» **Directions**: In the entries below, filter for the word "arena" and copy every matching line.

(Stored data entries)

• • •

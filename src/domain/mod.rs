//! Domain error and result types for Veil.
//!
//! All fallible library operations return [`Result<T, VeilError>`]:
//!
//! ```rust
//! use veil::domain::{Result, VeilError};
//!
//! fn example() -> Result<()> {
//!     // Errors are automatically converted using the ? operator
//!     let config = veil::config::load_config("veil.toml")?;
//!     Ok(())
//! }
//! ```
//!
//! Errors from the recognizer backend ([`RecognizerError`]) are absorbed by the
//! detector and only surface through logging and the backend status flag.

pub mod errors;
pub mod result;

pub use errors::{AnonymizationError, ExportError, RecognizerError, VeilError};
pub use result::Result;
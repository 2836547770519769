//! Pivot script runner
//!
//! Usage: `pivot-runner <script> [scene.json]`
//!
//! For example `pivot-runner demos/arena.pivot demos/arena.json`.
//!
//! This binary:
//! 1. Loads the script into fresh indexes
//! 2. Creates a scene with every loaded system and the entities of the scene file
//! 3. Sends the events listed in the scene file, in order
//! 4. Logs the resulting scene as JSON
//!
//! Environment:
//! - `PIVOT_MAX_CASCADE_DEPTH` - follow-up generations allowed per send (default 32)
//! - `PIVOT_MAX_EVENTS` - events processed per send (default 4096)
//! - `PIVOT_STEP_BUDGET` - statements per system run, `0` for unbounded (default 1000000)
//! - `RUST_LOG` - log filter

mod scene_file;

use std::path::{Path, PathBuf};
use std::str::FromStr;

use eyre::{OptionExt, WrapErr, bail};
use pivot_data::Value;
use pivot_ecs::{DispatchConfig, Indexes, Scene};
use pivot_script::{Engine, InterpreterConfig};
use tracing::{info, warn};

use crate::scene_file::{SceneFile, ScriptedEvent};

fn main() -> eyre::Result<()> {
    tracing_subscriber::fmt()
        .with_env_filter(
            tracing_subscriber::EnvFilter::from_default_env()
                .add_directive("pivot_runner=info".parse()?)
                .add_directive("pivot_script=info".parse()?)
                .add_directive("pivot::script=info".parse()?),
        )
        .init();

    let args: Vec<String> = std::env::args().collect();
    let Some(script) = args.get(1).map(PathBuf::from) else {
        bail!("usage: pivot-runner <script> [scene.json]");
    };
    let scene_file = match args.get(2) {
        Some(path) => Some(SceneFile::read(Path::new(path))?),
        None => None,
    };

    let defaults = DispatchConfig::default();
    let dispatch = DispatchConfig {
        max_cascade_depth: env_or("PIVOT_MAX_CASCADE_DEPTH", defaults.max_cascade_depth),
        max_events: env_or("PIVOT_MAX_EVENTS", defaults.max_events),
    };
    let step_budget = match env_or("PIVOT_STEP_BUDGET", 1_000_000_u64) {
        0 => None,
        budget => Some(budget),
    };
    info!(?dispatch, ?step_budget, "configuration");

    let engine = Engine::new().with_config(InterpreterConfig { step_budget });
    let mut indexes = Indexes::new();
    let summary = engine
        .load_file(&script, &mut indexes)
        .wrap_err_with(|| format!("failed to load {}", script.display()))?;
    info!(
        components = ?summary.components,
        events = ?summary.events,
        systems = ?summary.systems,
        "script registered"
    );

    let name = scene_file
        .as_ref()
        .map_or("main", |file| file.snapshot.name.as_str());
    let mut scene = Scene::with_config(name, dispatch);
    for system in indexes.systems.names() {
        scene.register_system(system, &indexes)?;
    }

    if let Some(file) = &scene_file {
        let created = scene.load_snapshot(&file.snapshot, &indexes.components)?;
        info!(entities = created.len(), "scene loaded");
        for event in &file.events {
            send(&mut scene, &indexes, event)?;
        }
    }

    let snapshot = serde_json::to_string_pretty(&scene.snapshot()?)?;
    info!("final scene:\n{snapshot}");
    Ok(())
}

fn send(scene: &mut Scene, indexes: &Indexes, entry: &ScriptedEvent) -> eyre::Result<()> {
    let description = indexes
        .events
        .get(&entry.name)
        .ok_or_eyre(format!("event `{}` is not declared", entry.name))?;
    let payload = match &entry.payload {
        Some(json) => Value::from_json_typed(json, &description.payload)
            .wrap_err_with(|| format!("bad payload for `{}`", entry.name))?,
        None => Value::default_for(&description.payload),
    };

    let mut targets = Vec::with_capacity(entry.targets.len());
    for target in &entry.targets {
        let Some(entity) = scene.find_entity(target) else {
            bail!("no entity named `{target}`");
        };
        targets.push(entity);
    }

    let report = scene.send_event(&indexes.events, &entry.name, payload, targets)?;
    for failure in &report.failures {
        warn!(event = %entry.name, error = %failure, "dispatch failure");
    }
    info!(
        event = %entry.name,
        dispatched = report.dispatched.len(),
        invocations = report.invocations,
        failures = report.failures.len(),
        "event sent"
    );
    Ok(())
}

/// Parse an environment variable, falling back to `default` when unset or malformed.
fn env_or<T: FromStr>(name: &str, default: T) -> T {
    std::env::var(name)
        .ok()
        .and_then(|value| value.parse().ok())
        .unwrap_or(default)
}
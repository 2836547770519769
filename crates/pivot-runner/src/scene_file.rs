//! JSON scene files: the entities to create and the events to send.

use std::fs;
use std::path::Path;

use eyre::WrapErr;
use pivot_ecs::SceneSnapshot;
use serde::Deserialize;

/// A snapshot plus a list of events to send once it is loaded.
#[derive(Debug, Deserialize)]
pub struct SceneFile {
    #[serde(flatten)]
    pub snapshot: SceneSnapshot,
    #[serde(default)]
    pub events: Vec<ScriptedEvent>,
}

/// An event to send. Targets are entity names.
#[derive(Debug, Deserialize)]
pub struct ScriptedEvent {
    pub name: String,
    /// Encoded payload; the event's default payload when absent.
    #[serde(default)]
    pub payload: Option<serde_json::Value>,
    #[serde(default)]
    pub targets: Vec<String>,
}

impl SceneFile {
    pub fn read(path: &Path) -> eyre::Result<Self> {
        let text = fs::read_to_string(path)
            .wrap_err_with(|| format!("cannot read scene {}", path.display()))?;
        serde_json::from_str(&text).wrap_err_with(|| format!("invalid scene {}", path.display()))
    }
}

#[cfg(test)]
mod tests {
    use super::*;

    #[test]
    fn test_parse_scene_file() {
        let file: SceneFile = serde_json::from_str(
            r#"{
                "name": "arena",
                "entities": [
                    { "name": "hero", "components": { "Stats": { "xp": 42 } } },
                    { "components": {} }
                ],
                "events": [
                    { "name": "Kill", "payload": "Thrax", "targets": ["hero"] },
                    { "name": "Tick" }
                ]
            }"#,
        )
        .unwrap();

        assert_eq!(file.snapshot.name, "arena");
        assert_eq!(file.snapshot.entities.len(), 2);
        assert_eq!(file.snapshot.entities[0].name.as_deref(), Some("hero"));
        assert_eq!(file.events[0].targets, vec!["hero"]);
        assert_eq!(file.events[1].payload, None);
    }
}
//! Error types for the entity-component layer.

use pivot_data::{DataError, Type};
use thiserror::Error;

use crate::{ComponentId, DispatchReport, Entity};

/// Boxed error returned by system bodies.
pub type BoxError = Box<dyn std::error::Error + Send + Sync + 'static>;

/// Broad class of a failure, shared by every Pivot crate.
#[derive(Debug, Clone, Copy, PartialEq, Eq, Hash)]
pub enum ErrorKind {
    /// A description or request is malformed.
    Validation,
    /// A name is registered twice.
    Registration,
    /// An entity or component id is out of bounds or a cap was reached.
    Range,
    /// A value does not have the type it must have.
    Type,
    /// Script syntax error.
    Parse,
    /// Failure while running: division by zero, exhausted budgets, failed systems.
    RuntimeOperation,
}

/// Errors that can occur in the entity-component layer.
#[derive(Debug, Error)]
pub enum EcsError {
    #[error("{what} description has an empty name")]
    EmptyName { what: &'static str },

    #[error("system `{system}` has an empty argument")]
    EmptyArgument { system: String },

    #[error("component `{component}` used by `{owner}` is not registered")]
    UnregisteredComponent { component: String, owner: String },

    #[error("{what} `{name}` is already registered")]
    AlreadyRegistered { what: &'static str, name: String },

    #[error("system `{0}` is not registered")]
    UnregisteredSystem(String),

    #[error("event `{0}` is not registered")]
    UnregisteredEvent(String),

    #[error("event `{event}` does not match its declaration: {reason}")]
    EventMismatch { event: String, reason: String },

    #[error("too many entities in existence")]
    TooManyEntities,

    #[error("entity {0} out of range")]
    EntityOutOfRange(Entity),

    #[error("entity {0} is not alive")]
    EntityNotAlive(Entity),

    #[error("too many component kinds in one scene (max {max})")]
    TooManyComponents { max: usize },

    #[error("unknown component id {0:?}")]
    UnknownComponentId(ComponentId),

    #[error("invalid value for component `{component}`: {source}")]
    ComponentType {
        component: String,
        #[source]
        source: DataError,
    },

    #[error("payload of event `{event}` must be {expected}, found {found}")]
    PayloadType {
        event: String,
        expected: Type,
        found: Type,
    },

    #[error("event `{event}` needs {expected} target entities, got {found}")]
    MissingTargets {
        event: String,
        expected: usize,
        found: usize,
    },

    #[error("entity {entity} has no `{component}` component")]
    MissingComponent { entity: Entity, component: String },

    #[error("system `{system}` failed: {source}")]
    SystemFailed {
        system: String,
        #[source]
        source: BoxError,
    },

    /// `report` holds what ran before the cascade was cut.
    #[error("event cascade deeper than {max} while emitting `{event}`")]
    CascadeDepthExceeded {
        event: String,
        max: usize,
        report: Box<DispatchReport>,
    },

    #[error("more than {max} events dispatched by one send")]
    CascadeOverflow {
        max: usize,
        report: Box<DispatchReport>,
    },

    #[error("scene {0} is not registered")]
    UnknownScene(u32),

    #[error("snapshot encoding failed: {0}")]
    Snapshot(#[from] DataError),
}

impl EcsError {
    /// Work completed before a cascade bound stopped the dispatch.
    pub fn partial_report(&self) -> Option<&DispatchReport> {
        match self {
            Self::CascadeDepthExceeded { report, .. } | Self::CascadeOverflow { report, .. } => {
                Some(report)
            }
            _ => None,
        }
    }

    /// Class of this error.
    pub const fn kind(&self) -> ErrorKind {
        match self {
            Self::EmptyName { .. }
            | Self::EmptyArgument { .. }
            | Self::UnregisteredComponent { .. }
            | Self::UnregisteredSystem(_)
            | Self::UnregisteredEvent(_)
            | Self::EventMismatch { .. }
            | Self::MissingTargets { .. }
            | Self::MissingComponent { .. }
            | Self::UnknownScene(_) => ErrorKind::Validation,
            Self::AlreadyRegistered { .. } => ErrorKind::Registration,
            Self::TooManyEntities
            | Self::EntityOutOfRange(_)
            | Self::EntityNotAlive(_)
            | Self::TooManyComponents { .. }
            | Self::UnknownComponentId(_) => ErrorKind::Range,
            Self::ComponentType { .. } | Self::PayloadType { .. } | Self::Snapshot(_) => {
                ErrorKind::Type
            }
            Self::SystemFailed { .. }
            | Self::CascadeDepthExceeded { .. }
            | Self::CascadeOverflow { .. } => ErrorKind::RuntimeOperation,
        }
    }
}

/// Result type for entity-component operations.
pub type EcsResult<T> = Result<T, EcsError>;
//! Serializable copies of a scene's entities.

use std::collections::BTreeMap;

use serde::{Deserialize, Serialize};

/// Entities of a scene with their component values in interchange encoding.
#[derive(Debug, Clone, PartialEq, Serialize, Deserialize)]
pub struct SceneSnapshot {
    pub name: String,
    #[serde(default)]
    pub entities: Vec<EntitySnapshot>,
}

#[derive(Debug, Clone, PartialEq, Serialize, Deserialize)]
pub struct EntitySnapshot {
    #[serde(default, skip_serializing_if = "Option::is_none")]
    pub name: Option<String>,
    /// Component name to encoded value.
    #[serde(default)]
    pub components: BTreeMap<String, serde_json::Value>,
}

• • •

» **Output of the task**:
//! For example `pivot-runner demos/arena.pivot demos/arena.json`.
                "name": "arena",
        assert_eq!(file.snapshot.name, "arena");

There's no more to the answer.